AIDS Day Events in Kenya Focus on Promoting Abstinence

Nairobi, Kenya - Timing their visit to coincide with World AIDS Day, Dec. 1, 2013, two women from Switzerland made a two-week tour of Kenya to teach an HIV/AIDS-prevention program that focuses on premarital abstinence.Nifa Isalano, a longtime HIV/AIDS-prevention activist, and Chantal Chételat Komagata, secretary general of UPF-Switzerland, shared the WAIT Training Curriculum with university students and young people across Kenya.

The two women began their national tour at Kenyatta University, the second-largest educational institution in the nation, located in a suburb of the capital, Nairobi. There they presented the UPF lectures on HIV/AIDS prevention to about 100 students specializing in community-based development.

The next stop was the town of Eldoret in western Kenya, where at a family care center about 40 youths learned a WAIT skit and dances and were given T-shirts imprinted with a meaningful phrase in Swahili about waiting for the beloved one. The two speakers were supported and assisted by five Kenyatta University students and several of Mrs. Isalano’s relatives.

At the main event  on Dec. 1, the skit, dances and explanations particularly interested the press and the team appeared on national TV. Mrs. Chételat Komagata encouraged the authorities to invest more in character education as a means of preventing HIV/AIDS rather than only distributing free condoms and medicine.

The tour moved on to the western town of Busia, on the border with Uganda, where Mrs. Isalano’s husband, the former national football coach Francis Baraza, had organized an AIDS-prevention event at his village. The next stop was the Lake Victoria port city of Kisumu and the nearby Maseno University. The staff of this public university’s AIDS unit attended the UPF presentation with the support of the dean of students and were very positive about what they heard. Kenya’s WAIT coordinator, Willis, gave talks to a university choir and a local youth club.

After a seven-hour bus ride the UPF representatives and their Kenyan friends returned to Nairobi. They organized a football tournament in a poor neighborhood of the city. The players, all 15 years and younger, listened to the introductory speeches presenting football as a means for developing character and then played wholeheartedly, even without shoes. The WAIT team performed a skit, and the tournament winners, trained by coach Makao, received the cup from Mr. Baraza.

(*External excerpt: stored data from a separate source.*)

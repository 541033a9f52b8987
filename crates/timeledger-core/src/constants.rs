/// Route component constants shared across crates
pub const API_ROUTE_COMPONENT: &str = "api";
pub const API_ROUTE_PREFIX: &str = const_str::concat!("/", API_ROUTE_COMPONENT);

pub const CENTERS_ROUTE_COMPONENT: &str = "centers";
pub const CENTERS_ROUTE_PREFIX: &str =
    const_str::concat!(API_ROUTE_PREFIX, "/", CENTERS_ROUTE_COMPONENT);

pub const RULES_ROUTE_COMPONENT: &str = "rules";
pub const EXCEPTIONS_ROUTE_COMPONENT: &str = "exceptions";

/// Request header naming who performs an admin write; recorded in the audit log.
pub const ACTOR_HEADER: &str = "x-timeledger-actor";
pub const DEFAULT_ACTOR: &str = "api";

/// Largest expansion window accepted when configuration does not override it.
pub const DEFAULT_MAX_WINDOW_DAYS: u32 = 400;

/// Lead time applied when a center's settings do not name one.
pub const DEFAULT_EXCEPTION_LEAD_DAYS: u32 = 14;

/// The expander polls for cancellation once per this many emitted records.
pub const CANCELLATION_CHECK_INTERVAL: usize = 1_000;

/// Component tag attached to upstream fetch failures.
pub const FETCH_COMPONENT: &str = "expander.fetch";

/// Wire formats.
pub const DATE_FORMAT: &str = "%Y-%m-%d";
pub const TIME_FORMAT: &str = "%H:%M:%S";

The five Kenyatta University students, plus one more student, attended the UPF Sunday service. Two Kenyan FFWPU members living in the United States but eager to support their country were also present. The five students and Mr. Baraza were awarded certificates of Ambassador for Peace. Two of the students started a seven-day seminar that same day and the other three came the next day after finishing an assignment for the university.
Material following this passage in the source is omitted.